### Task item
Copy, from the data below, each line that has the word "Acquire".
Segment Open
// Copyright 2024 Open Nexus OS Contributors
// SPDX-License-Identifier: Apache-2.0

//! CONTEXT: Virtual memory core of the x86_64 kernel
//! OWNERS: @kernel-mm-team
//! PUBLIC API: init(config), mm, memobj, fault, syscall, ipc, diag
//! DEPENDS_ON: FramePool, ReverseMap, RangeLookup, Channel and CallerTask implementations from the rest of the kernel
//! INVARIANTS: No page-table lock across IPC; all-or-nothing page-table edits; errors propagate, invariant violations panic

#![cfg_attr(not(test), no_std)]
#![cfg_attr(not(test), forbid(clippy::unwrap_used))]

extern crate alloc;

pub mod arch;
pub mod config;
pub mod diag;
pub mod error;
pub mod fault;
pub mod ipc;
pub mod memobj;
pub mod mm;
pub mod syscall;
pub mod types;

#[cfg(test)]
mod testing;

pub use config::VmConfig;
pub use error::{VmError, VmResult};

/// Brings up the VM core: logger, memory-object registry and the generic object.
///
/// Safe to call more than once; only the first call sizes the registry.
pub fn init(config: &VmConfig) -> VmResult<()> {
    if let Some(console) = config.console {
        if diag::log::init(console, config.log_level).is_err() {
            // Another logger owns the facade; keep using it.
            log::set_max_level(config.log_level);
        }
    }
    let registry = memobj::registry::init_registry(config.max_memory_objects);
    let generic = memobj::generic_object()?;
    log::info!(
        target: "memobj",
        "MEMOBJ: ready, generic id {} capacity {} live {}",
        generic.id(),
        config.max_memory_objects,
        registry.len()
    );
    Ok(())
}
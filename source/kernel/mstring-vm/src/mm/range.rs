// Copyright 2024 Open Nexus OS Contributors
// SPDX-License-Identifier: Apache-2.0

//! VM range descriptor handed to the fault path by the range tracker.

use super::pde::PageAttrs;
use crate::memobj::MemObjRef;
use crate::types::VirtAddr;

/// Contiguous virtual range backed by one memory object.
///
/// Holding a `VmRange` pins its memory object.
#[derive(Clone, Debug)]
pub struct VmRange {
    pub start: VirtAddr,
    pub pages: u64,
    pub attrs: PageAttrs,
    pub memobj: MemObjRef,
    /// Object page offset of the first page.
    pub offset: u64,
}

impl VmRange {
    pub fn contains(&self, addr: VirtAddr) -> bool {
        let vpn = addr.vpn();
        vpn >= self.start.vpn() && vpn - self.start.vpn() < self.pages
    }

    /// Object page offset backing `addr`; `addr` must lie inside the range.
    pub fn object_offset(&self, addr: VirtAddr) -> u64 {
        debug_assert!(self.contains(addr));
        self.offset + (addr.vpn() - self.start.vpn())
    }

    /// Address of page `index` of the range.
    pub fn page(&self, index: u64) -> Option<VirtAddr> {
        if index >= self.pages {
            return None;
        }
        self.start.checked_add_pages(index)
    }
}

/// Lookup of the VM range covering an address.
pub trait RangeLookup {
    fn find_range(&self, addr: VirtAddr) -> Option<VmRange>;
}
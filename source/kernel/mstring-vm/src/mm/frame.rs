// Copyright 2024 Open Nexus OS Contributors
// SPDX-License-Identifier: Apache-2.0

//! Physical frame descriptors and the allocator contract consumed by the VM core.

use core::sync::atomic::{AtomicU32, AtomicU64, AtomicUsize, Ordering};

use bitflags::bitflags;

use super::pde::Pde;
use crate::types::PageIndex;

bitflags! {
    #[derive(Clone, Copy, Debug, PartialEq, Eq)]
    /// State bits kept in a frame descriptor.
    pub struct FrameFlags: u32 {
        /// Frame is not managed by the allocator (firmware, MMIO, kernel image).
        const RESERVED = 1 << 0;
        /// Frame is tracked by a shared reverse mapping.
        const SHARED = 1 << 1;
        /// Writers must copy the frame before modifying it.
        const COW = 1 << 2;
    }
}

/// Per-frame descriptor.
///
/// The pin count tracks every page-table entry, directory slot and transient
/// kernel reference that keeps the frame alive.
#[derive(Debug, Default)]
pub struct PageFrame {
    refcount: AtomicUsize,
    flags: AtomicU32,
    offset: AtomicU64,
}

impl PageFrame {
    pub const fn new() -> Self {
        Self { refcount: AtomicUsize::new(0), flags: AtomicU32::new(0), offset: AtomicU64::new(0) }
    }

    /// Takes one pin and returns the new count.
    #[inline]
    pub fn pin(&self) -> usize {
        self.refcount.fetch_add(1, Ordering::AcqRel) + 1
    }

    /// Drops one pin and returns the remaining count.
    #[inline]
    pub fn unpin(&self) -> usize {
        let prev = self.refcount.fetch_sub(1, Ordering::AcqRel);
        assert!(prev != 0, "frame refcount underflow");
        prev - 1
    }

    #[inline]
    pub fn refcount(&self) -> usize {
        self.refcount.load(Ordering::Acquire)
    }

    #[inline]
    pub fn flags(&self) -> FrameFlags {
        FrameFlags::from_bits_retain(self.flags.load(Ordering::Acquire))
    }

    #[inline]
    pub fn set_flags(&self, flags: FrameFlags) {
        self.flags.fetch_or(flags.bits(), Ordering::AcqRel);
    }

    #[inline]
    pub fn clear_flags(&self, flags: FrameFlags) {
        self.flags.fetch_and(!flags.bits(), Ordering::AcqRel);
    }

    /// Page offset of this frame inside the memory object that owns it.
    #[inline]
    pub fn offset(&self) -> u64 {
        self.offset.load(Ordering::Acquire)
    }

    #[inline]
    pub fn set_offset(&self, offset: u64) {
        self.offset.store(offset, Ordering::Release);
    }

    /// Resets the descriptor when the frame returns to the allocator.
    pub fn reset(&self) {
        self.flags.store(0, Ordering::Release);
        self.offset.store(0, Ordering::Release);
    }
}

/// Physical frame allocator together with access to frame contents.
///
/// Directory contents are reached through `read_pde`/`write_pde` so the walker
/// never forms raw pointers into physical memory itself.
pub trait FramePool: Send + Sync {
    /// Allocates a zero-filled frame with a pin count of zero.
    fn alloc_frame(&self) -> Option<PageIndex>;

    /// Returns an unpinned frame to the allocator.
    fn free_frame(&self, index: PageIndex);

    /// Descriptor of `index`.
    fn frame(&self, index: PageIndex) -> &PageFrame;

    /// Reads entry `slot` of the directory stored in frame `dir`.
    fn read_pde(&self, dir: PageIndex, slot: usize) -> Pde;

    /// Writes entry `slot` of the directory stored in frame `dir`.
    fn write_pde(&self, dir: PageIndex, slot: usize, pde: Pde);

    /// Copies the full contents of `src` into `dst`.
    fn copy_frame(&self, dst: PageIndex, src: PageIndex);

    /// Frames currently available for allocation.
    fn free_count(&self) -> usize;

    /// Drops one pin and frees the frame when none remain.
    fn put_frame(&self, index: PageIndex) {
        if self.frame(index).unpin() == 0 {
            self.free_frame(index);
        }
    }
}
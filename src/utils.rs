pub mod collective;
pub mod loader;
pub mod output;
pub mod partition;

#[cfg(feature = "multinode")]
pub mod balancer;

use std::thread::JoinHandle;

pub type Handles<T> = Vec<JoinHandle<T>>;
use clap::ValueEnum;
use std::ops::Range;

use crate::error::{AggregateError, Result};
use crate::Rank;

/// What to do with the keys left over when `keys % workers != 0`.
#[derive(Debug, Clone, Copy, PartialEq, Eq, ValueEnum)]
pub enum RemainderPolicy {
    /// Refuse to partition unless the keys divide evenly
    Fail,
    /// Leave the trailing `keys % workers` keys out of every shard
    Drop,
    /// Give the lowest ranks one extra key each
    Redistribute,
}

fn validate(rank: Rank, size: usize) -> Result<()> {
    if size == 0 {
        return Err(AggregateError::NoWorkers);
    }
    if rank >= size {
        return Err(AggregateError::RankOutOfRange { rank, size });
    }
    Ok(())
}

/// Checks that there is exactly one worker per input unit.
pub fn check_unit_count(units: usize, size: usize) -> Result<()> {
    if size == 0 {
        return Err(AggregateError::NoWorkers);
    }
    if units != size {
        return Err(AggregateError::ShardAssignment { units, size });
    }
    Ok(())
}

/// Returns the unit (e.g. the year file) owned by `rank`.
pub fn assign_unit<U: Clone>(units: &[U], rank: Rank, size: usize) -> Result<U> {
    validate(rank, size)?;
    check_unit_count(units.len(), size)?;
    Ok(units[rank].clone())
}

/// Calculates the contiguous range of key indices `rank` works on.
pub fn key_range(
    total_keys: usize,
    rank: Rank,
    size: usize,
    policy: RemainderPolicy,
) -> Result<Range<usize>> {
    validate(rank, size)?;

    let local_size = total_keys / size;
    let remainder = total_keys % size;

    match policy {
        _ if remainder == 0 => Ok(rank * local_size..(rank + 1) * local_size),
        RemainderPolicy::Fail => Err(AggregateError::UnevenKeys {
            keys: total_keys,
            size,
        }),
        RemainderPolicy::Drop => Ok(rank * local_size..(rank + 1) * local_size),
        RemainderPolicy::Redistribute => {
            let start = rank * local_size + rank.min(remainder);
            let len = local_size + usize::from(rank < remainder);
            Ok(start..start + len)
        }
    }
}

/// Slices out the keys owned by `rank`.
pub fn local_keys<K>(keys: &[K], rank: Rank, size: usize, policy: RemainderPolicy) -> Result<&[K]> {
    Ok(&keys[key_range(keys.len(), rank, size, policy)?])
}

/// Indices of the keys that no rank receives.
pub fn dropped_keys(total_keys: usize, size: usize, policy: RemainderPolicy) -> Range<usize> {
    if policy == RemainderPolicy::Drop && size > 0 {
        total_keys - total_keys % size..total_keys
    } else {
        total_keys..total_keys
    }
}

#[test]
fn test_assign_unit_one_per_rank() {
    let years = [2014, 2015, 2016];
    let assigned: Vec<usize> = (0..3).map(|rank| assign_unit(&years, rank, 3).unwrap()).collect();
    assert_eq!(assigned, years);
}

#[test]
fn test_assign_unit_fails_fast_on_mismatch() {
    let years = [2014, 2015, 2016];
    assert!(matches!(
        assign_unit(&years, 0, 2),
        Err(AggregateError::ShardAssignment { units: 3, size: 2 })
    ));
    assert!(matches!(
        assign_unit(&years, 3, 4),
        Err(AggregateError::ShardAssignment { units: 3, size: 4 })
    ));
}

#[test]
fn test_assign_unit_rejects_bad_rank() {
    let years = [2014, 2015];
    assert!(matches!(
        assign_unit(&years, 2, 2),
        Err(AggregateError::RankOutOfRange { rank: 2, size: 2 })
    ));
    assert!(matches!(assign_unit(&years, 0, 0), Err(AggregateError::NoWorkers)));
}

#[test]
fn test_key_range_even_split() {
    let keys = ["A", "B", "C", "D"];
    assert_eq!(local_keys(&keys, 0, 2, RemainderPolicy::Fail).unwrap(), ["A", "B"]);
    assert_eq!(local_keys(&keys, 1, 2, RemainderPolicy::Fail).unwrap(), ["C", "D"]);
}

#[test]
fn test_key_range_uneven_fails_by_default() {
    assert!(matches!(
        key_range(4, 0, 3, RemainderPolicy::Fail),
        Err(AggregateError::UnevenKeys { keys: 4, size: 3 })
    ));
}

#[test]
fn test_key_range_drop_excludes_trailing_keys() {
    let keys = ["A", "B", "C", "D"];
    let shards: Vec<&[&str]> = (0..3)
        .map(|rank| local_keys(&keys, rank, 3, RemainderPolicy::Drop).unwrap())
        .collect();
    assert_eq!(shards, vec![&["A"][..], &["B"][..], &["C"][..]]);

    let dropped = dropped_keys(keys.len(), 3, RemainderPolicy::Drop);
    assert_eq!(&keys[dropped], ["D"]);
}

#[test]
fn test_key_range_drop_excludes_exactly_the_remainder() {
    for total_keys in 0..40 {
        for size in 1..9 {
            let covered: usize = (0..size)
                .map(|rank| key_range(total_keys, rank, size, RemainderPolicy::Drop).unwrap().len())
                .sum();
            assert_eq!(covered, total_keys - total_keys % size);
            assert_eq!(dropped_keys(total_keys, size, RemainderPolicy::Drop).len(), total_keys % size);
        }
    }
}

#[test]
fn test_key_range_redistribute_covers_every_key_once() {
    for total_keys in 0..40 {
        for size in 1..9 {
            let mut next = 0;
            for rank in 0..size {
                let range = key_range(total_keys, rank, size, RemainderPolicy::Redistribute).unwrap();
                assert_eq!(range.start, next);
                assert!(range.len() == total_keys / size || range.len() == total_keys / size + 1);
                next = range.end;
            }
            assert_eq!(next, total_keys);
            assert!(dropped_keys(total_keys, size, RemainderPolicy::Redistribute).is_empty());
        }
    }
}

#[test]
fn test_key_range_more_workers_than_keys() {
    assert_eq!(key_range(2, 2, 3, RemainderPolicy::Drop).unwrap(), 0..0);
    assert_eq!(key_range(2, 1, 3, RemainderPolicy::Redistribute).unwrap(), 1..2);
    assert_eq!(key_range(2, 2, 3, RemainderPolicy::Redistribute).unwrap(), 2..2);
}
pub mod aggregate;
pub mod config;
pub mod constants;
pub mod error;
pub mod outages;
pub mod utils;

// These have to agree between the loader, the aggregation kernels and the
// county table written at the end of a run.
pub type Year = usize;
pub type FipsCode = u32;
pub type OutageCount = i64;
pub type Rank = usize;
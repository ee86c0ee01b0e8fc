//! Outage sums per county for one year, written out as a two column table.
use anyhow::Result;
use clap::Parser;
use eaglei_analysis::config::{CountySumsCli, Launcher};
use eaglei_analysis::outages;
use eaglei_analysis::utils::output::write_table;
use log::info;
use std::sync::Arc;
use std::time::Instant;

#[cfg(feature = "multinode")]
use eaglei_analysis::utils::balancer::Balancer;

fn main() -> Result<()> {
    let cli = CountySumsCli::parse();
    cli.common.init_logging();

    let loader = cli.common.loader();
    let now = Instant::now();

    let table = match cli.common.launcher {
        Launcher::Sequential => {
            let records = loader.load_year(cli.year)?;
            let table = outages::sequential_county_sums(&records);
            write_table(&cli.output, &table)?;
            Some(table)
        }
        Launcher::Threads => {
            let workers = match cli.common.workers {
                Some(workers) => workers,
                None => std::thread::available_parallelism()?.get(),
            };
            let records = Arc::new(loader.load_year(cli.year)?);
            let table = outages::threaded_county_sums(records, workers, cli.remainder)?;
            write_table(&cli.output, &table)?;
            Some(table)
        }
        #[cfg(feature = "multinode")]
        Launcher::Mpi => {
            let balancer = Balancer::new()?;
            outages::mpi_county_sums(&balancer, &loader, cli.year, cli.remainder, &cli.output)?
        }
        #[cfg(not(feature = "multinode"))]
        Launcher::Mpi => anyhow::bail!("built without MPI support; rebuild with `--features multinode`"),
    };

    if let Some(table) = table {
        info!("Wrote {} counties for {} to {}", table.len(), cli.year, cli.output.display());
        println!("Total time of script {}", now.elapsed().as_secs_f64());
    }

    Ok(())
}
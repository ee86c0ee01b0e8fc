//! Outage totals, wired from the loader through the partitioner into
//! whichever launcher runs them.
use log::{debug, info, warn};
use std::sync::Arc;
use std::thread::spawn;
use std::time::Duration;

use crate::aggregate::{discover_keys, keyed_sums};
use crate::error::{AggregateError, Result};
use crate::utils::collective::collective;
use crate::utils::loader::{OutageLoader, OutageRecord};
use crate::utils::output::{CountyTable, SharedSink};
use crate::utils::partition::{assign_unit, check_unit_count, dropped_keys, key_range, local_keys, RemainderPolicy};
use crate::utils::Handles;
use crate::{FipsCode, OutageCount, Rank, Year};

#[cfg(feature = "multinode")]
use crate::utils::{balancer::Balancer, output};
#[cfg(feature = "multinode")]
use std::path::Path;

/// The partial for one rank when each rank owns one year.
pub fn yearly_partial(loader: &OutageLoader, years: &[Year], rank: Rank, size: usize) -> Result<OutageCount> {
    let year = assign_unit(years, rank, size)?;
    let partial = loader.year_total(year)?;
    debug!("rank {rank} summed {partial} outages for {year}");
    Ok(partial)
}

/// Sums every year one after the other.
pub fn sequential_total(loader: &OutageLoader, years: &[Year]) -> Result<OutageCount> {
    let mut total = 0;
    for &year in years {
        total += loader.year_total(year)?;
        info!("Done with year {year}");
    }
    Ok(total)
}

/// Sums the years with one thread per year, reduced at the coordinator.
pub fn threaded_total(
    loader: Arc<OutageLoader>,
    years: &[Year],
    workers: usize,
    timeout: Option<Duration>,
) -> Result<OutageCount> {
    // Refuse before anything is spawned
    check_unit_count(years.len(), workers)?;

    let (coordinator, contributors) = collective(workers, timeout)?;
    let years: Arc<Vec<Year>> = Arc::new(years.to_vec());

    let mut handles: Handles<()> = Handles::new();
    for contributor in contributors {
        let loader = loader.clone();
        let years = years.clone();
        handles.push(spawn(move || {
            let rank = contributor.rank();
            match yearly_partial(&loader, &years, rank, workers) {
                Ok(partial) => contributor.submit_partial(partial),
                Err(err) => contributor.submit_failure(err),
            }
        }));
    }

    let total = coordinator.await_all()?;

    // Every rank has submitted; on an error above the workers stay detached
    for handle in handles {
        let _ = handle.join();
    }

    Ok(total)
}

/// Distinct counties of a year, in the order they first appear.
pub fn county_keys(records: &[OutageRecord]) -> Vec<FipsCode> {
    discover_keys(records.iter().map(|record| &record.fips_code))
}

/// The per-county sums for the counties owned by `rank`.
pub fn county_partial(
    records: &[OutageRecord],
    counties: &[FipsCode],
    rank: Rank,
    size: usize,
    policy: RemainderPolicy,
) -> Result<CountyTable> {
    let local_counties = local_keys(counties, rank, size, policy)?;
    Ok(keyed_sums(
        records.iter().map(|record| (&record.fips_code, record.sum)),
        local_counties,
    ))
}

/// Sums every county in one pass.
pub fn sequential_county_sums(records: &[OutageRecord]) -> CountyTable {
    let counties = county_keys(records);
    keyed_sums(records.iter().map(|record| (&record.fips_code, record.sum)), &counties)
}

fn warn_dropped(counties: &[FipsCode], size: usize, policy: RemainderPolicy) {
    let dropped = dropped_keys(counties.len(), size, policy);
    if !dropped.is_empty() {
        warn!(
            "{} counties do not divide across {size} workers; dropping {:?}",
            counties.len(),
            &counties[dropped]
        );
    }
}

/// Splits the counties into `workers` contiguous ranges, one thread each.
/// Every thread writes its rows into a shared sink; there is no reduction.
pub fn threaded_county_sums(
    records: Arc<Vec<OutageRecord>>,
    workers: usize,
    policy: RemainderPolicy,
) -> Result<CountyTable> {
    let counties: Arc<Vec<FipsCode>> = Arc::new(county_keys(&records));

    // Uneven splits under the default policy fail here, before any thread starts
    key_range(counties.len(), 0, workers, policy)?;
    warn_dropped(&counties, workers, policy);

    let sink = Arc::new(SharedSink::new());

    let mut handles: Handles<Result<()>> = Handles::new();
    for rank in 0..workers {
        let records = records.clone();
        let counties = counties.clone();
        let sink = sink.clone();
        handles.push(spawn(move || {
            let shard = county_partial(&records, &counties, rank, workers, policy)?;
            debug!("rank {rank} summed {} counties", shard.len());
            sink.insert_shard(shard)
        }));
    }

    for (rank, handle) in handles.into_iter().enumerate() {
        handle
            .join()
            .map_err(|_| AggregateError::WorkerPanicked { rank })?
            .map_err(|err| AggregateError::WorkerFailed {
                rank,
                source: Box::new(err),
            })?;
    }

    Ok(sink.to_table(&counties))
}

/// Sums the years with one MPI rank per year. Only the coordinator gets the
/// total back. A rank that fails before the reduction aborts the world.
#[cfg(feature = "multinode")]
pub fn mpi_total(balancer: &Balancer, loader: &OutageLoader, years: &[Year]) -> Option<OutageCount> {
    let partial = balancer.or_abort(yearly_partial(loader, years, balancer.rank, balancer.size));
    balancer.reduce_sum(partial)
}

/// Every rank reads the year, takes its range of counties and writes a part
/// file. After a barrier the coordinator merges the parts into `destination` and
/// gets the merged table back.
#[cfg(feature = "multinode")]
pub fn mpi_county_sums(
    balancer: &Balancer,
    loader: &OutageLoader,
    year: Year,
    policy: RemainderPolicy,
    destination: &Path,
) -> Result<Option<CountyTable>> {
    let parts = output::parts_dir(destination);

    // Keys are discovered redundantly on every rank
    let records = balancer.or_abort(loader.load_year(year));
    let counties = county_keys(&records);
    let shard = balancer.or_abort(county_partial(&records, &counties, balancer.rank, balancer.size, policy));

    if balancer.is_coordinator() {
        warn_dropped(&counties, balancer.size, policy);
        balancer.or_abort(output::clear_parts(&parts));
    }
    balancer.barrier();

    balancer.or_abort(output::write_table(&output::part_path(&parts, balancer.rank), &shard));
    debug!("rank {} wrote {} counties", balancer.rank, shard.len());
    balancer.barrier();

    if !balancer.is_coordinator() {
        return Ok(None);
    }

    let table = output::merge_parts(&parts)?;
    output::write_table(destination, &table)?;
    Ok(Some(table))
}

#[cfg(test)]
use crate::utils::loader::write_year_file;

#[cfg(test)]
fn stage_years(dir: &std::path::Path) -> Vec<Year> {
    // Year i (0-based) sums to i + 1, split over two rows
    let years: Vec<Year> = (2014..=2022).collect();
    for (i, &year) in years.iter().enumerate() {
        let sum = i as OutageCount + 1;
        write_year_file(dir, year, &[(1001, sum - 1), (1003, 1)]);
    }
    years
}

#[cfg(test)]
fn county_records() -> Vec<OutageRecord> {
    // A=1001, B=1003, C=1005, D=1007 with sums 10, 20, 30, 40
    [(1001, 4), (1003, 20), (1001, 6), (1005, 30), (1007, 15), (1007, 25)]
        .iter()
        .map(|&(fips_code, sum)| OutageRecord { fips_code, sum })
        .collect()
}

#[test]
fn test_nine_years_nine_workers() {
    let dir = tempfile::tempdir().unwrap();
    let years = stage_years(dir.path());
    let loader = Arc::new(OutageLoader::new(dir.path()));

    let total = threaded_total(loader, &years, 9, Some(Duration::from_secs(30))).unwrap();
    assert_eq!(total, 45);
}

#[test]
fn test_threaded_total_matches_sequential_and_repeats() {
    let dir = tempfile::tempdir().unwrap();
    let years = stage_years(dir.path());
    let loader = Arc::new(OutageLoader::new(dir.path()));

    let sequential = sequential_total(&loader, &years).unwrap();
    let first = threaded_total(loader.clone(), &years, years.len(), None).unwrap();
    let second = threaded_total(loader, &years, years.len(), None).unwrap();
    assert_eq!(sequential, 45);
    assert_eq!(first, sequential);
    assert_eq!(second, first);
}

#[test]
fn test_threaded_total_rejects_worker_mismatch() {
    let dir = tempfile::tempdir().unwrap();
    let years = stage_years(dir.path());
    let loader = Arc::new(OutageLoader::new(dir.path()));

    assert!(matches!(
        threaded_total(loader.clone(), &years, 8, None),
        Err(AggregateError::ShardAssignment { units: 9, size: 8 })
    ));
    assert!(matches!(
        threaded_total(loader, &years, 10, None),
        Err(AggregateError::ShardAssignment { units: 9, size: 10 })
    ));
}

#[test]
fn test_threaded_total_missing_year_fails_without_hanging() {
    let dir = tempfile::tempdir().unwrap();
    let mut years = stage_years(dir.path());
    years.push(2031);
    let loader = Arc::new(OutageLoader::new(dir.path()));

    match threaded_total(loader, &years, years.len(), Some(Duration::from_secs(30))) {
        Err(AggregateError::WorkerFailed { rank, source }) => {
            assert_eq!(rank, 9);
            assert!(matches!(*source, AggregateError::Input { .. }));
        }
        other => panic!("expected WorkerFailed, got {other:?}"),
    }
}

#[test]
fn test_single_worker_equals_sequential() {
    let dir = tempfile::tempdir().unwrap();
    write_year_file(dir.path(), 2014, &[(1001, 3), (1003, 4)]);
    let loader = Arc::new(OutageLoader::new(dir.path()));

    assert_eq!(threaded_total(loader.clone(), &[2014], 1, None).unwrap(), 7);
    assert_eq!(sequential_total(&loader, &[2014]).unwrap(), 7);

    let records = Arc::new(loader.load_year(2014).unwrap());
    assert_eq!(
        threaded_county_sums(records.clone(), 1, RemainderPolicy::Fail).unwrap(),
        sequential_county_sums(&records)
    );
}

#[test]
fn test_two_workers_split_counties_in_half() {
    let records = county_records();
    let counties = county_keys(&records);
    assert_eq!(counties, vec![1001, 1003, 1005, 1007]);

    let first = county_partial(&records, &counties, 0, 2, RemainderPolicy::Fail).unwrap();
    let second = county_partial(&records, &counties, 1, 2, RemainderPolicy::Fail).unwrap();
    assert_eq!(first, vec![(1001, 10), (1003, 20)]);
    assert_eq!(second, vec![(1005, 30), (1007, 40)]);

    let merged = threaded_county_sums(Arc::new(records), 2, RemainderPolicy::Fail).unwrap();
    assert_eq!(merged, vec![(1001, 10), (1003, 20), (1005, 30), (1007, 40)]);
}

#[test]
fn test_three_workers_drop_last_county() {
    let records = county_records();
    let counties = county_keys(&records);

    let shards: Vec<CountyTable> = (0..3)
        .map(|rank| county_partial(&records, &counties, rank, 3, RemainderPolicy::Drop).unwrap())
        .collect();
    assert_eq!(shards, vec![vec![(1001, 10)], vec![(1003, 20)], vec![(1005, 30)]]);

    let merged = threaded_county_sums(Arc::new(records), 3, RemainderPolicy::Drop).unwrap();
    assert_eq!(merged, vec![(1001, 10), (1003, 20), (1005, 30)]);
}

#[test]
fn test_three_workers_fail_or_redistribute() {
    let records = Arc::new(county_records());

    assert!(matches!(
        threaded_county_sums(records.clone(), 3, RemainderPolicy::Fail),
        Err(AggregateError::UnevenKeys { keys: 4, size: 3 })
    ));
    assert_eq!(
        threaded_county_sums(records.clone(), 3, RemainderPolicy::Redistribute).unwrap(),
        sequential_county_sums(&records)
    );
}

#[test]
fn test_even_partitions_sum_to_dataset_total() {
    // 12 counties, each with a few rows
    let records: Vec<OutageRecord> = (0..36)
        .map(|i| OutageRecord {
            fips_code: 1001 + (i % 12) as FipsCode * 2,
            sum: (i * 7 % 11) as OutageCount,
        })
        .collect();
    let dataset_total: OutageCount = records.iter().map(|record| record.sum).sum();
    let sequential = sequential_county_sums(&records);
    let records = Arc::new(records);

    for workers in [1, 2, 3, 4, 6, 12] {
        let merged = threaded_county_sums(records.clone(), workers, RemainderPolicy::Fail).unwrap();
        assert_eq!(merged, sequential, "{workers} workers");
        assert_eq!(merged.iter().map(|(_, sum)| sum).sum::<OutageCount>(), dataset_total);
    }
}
Segment Closed
### Answer to this problem
        self.refcount.load(Ordering::Acquire)
        FrameFlags::from_bits_retain(self.flags.load(Ordering::Acquire))
        self.offset.load(Ordering::Acquire)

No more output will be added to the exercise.